Landesarbeitsgericht Niedersachsen
Urt. v. 19.11.2020, Az.: 5 Sa 240/20
Einschätzungsprärogative der Tarifvertragsparteien bei der Regelung unterschiedlicher Zuschlagsätze für verschiedene Arten der Nachtarbeit; Schlechtere Planbarkeit sonstiger Nachtarbeit im Vergleich zur Nachtschichtarbeit; Als sachlich begründetes Differenzierungsmerkmal für Bemessung der Zuschläge
Bibliographie
- Gericht
- LAG Niedersachsen
- Datum
- 19.11.2020
- Aktenzeichen
- 5 Sa 240/20
- Entscheidungsform
- Urteil
- Referenz
- WKRS 2020, 58030
- Entscheidungsname
- [keine Angabe]
- ECLI
- ECLI:DE:LAGNI:2020:1119.5Sa240.20.00
Verfahrensgang
- vorgehend
- ArbG Braunschweig - 17.01.2020 - AZ: 4 Ca 268/19
Rechtsgrundlagen
- Art. 9 Abs. 3 GG
- für die Zweigniederlassung der T. GmbH v. 02.05.2005 § 5 Abs. 2 MTV
- für die Zweigniederlassung der T.GmbH v. 02.05.2005 § 7 Abschn. 3 MTV
Fundstelle
- NZA-RR 2021, 277
Amtlicher Leitsatz
Der kürzere Planungszeitraum von sonstiger Nachtarbeit im Gegensatz zu Nachtschichtarbeit führt zu einer schlechteren Planbarkeit für die betroffenen Arbeitnehmer. Dies ist ein sachlich begründeter Umstand, aufgrund dessen die Tarifvertragsparteien die Zuschläge für Nachtschichtarbeit geringer festlegen dürfen als bei sonstiger Nachtarbeit.
Tenor:
Die Berufung des Klägers gegen das Urteil des Arbeitsgerichts Braunschweig vom 17.01.2020 - 4 Ca 268/19 - wird auf seine Kosten zurückgewiesen.
Die Revision wird zugelassen.
Tatbestand
Die Parteien streiten über die Höhe tariflicher Nachtzuschläge, wobei als Vorfrage problematisch ist, ob die Differenzierung innerhalb des Tarifvertrages gleichheitswidrig ist.

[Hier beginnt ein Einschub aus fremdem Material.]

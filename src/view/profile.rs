//! The profile page: one profile, and that user's posts.

use futures::join;
use tracing::warn;

use crate::{
	gateway::{self, Gateway, Select, Table},
	post::Post,
	profile::Profile,
	session::{self, Session},
	view::{feed, Failure}
};



#[derive(Debug)]
pub struct ProfileView {
	pub user_id: String,
	pub loading: bool,
	pub profile: Option<Profile>,
	pub posts: Vec<Post>,
	pub failure: Option<Failure>
}



impl ProfileView {

	pub fn new( user_id: &str ) -> Self {
		Self {
			user_id: user_id.to_owned(),
			loading: true,
			profile: None,
			posts: Vec::new(),
			failure: None
		}
	}

	/// Requests the profile and its posts at the same time, and waits for both to settle.
	/// Either one failing leaves the result of the other in place.
	pub async fn load( &mut self, gateway: &dyn Gateway ) {
		self.loading = true;

		let (profile, posts) = join!(
			fetch_profile( gateway, &self.user_id ),
			feed::fetch_posts( gateway, Some( self.user_id.as_str() ) )
		);

		let posts_failure = match posts {
			Ok(posts) => {
				self.posts = posts;
				None
			},
			Err(e) => {
				warn!("Unable to load posts of {}: {}", self.user_id, e);
				Some( Failure::LoadPosts )
			}
		};
		let profile_failure = self.apply_profile( profile ).err();

		self.failure = profile_failure.or( posts_failure );
		self.loading = false;
	}

	/// Fetches only the profile row again, e.g. after it was edited.
	/// A failure to load the posts stays on show, since they were not fetched again.
	pub async fn refresh_profile( &mut self, gateway: &dyn Gateway ) {
		let profile = fetch_profile( gateway, &self.user_id ).await;
		self.failure = match self.apply_profile( profile ) {
			Ok(()) => self.failure.filter(|f| *f == Failure::LoadPosts),
			Err(failure) => Some( failure )
		};
	}

	pub fn is_own_profile( &self, viewer: Option<&Session> ) -> bool {
		session::is_viewer( viewer, &self.user_id )
	}

	fn apply_profile( &mut self, result: gateway::Result<Option<Profile>> ) -> Result<(), Failure> {
		match result {
			Ok(Some(profile)) => {
				self.profile = Some( profile );
				Ok(())
			},
			Ok(None) => Err( Failure::ProfileNotFound ),
			Err(e) => {
				warn!("Unable to load profile {}: {}", self.user_id, e);
				Err( Failure::from_gateway( &e, Failure::ProfileNotFound, Failure::LoadProfile ) )
			}
		}
	}
}



pub fn profile_query( user_id: &str ) -> Select {
	Select::from( Table::Profiles ).eq( "id", user_id )
}

/// Fetches a single profile. Returns `None` if there is no profile with that id.
pub async fn fetch_profile( gateway: &dyn Gateway, user_id: &str ) -> gateway::Result<Option<Profile>> {
	let rows = gateway.select( &profile_query( user_id ) ).await?;
	Ok( gateway::from_records( rows )?.into_iter().next() )
}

Der Kläger ist langjährig bei der Beklagten als Staplerfahrer tätig. Auf das Arbeitsverhältnis der Parteien findet der Haustarifvertrag/Manteltarifvertrag für die Arbeitnehmerin und Arbeitnehmer der Zweigniederlassung der T. GmbH G. vom 02.05.2005 nachfolgend MTV genannt Kraft beidseitiger Tarifbindung Anwendung. Der MTV enthält u.a. folgende Bestimmungen:
"§ 5 Mehr-, Nacht-, Schicht-, Sonn- und Feiertagsarbeit
I. Begriffsbestimmungen
1.
Mehrarbeit ist jede über die jeweilige monatliche tarifliche Arbeitszeit hinausgehende Arbeitszeit, soweit sie angeordnet und/oder genehmigt ist.
...
2.
Nachtarbeit ist, soweit angeordnet und/oder genehmigt, in den alten Bundesländern die in der Zeit von 21:00 Uhr bis 5:00 Uhr und in den neuen Bundesländern die in der Zeit von 22:00 Uhr bis 5:00 Uhr unregelmäßig geleistete Arbeit.

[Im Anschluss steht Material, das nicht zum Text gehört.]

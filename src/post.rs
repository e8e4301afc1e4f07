use chrono::{DateTime, Utc};
use serde::{Deserialize, Serialize};



/// The longest post content accepted, in characters.
pub const POST_MAX_LEN: usize = 500;

/// The author fields that are joined onto every post that is listed.
/// The hosted service may hand back nulls here, which must not spoil the rest of the list.
#[derive(Clone, Debug, Default, Deserialize, PartialEq, Serialize)]
pub struct AuthorSummary {
	#[serde(default)]
	pub full_name: Option<String>,
	#[serde(default)]
	pub email: Option<String>
}

#[derive(Clone, Debug, Deserialize, PartialEq, Serialize)]
pub struct Post {
	pub id: String,
	pub content: String,
	pub created_at: DateTime<Utc>,
	pub author_id: String,
	/// The joined author row.
	/// This is `None` when the author's profile could not be found.
	#[serde(rename = "profiles", default)]
	pub author: Option<AuthorSummary>
}

/// The record that is inserted into the posts table.
/// The gateway fills in `id` and `created_at`.
#[derive(Clone, Debug, Serialize)]
pub struct NewPost<'a> {
	pub author_id: &'a str,
	pub content: &'a str
}



#[cfg(test)]
mod tests {
	use super::*;

	#[test]
	fn missing_join_deserializes_as_none() {
		let post: Post = serde_json::from_value( serde_json::json!({
			"id": "p1",
			"content": "hello",
			"created_at": "2024-03-01T10:00:00.000000Z",
			"author_id": "u1",
			"profiles": null
		}) ).unwrap();

		assert_eq!( post.author, None );
		assert_eq!( post.author_id, "u1" );
	}

	#[test]
	fn joined_author_is_read_from_profiles_key() {
		let post: Post = serde_json::from_value( serde_json::json!({
			"id": "p1",
			"content": "hello",
			"created_at": "2024-03-01T10:00:00+00:00",
			"author_id": "u1",
			"profiles": { "full_name": "Ada", "email": "ada@example.com" }
		}) ).unwrap();

		assert_eq!( post.author.unwrap().full_name.as_deref(), Some("Ada") );
	}

	#[test]
	fn null_author_fields_still_deserialize() {
		let post: Post = serde_json::from_value( serde_json::json!({
			"id": "p1",
			"content": "hello",
			"created_at": "2024-03-01T10:00:00+00:00",
			"author_id": "u1",
			"profiles": { "full_name": null }
		}) ).unwrap();

		assert_eq!( post.author, Some( AuthorSummary::default() ) );
	}
}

Nachtschichtarbeit ist, soweit angeordnet oder genehmigt, die regelmäßig oder im wöchentlichen Wechsel geleistete Nachtarbeit in der Zeit von 22:00 Uhr bis 6:00 Uhr.
...
5.
Nacht-, Sonn- und Feiertagsarbeit ist ebenso wie Mehrarbeit nach Möglichkeit zu vermeiden.
...
II.
Vergütung
1.
Für Mehr-, Nacht-, Schicht-, Sonn- und Feiertagsarbeit sind folgende Zuschläge zu zahlen:
In den alten Bundesländern:
a) für Mehrarbeit 25 v. H.
...
d) für Nachtarbeit die keine Schichtarbeit ist 50 v. H.
e) für Nachtschichtarbeit 25 v. H.
...
3.
...
Die Zuschläge werden von dem tatsächlichen Stundenverdienst, bei Angestellten und Monatslohnempfängern von der stundenanteiligen tatsächlichen Monatsvergütung, berechnet. Bei Zusammentreffen mehrerer Zuschläge ist nur der Höchste, bei gleicher Höhe nur ein Zuschlag zu zahlen. Dies gilt nicht für den Nachtschichtzuschlag, der gesondert neben anderen Zuschlägen zu zahlen ist.
..."
Der Kläger leistet bei der Beklagten regelmäßig Nachtarbeit und erhält dafür Zuschläge von 25 % oder 50 %, je nachdem, ob es sich um Nachtschichtarbeit oder um Nachtarbeit handelt, die keine Schichtarbeit ist. Er hat die Auffassung vertreten, dass ihm für die Nachtschichtarbeit ein Zuschlag von 50 % zustehe und die Differenzierung des Tarifvertrages gleichheitswidrig sei. Er hat erstinstanzlich für den Zeitraum von Januar bis September 2019 Vergütungsdifferenzen geltend gemacht auf der Basis der gezahlten Nachtzuschläge und der Nachtzuschläge unter Berücksichtigung eines Zuschlages von 50 %.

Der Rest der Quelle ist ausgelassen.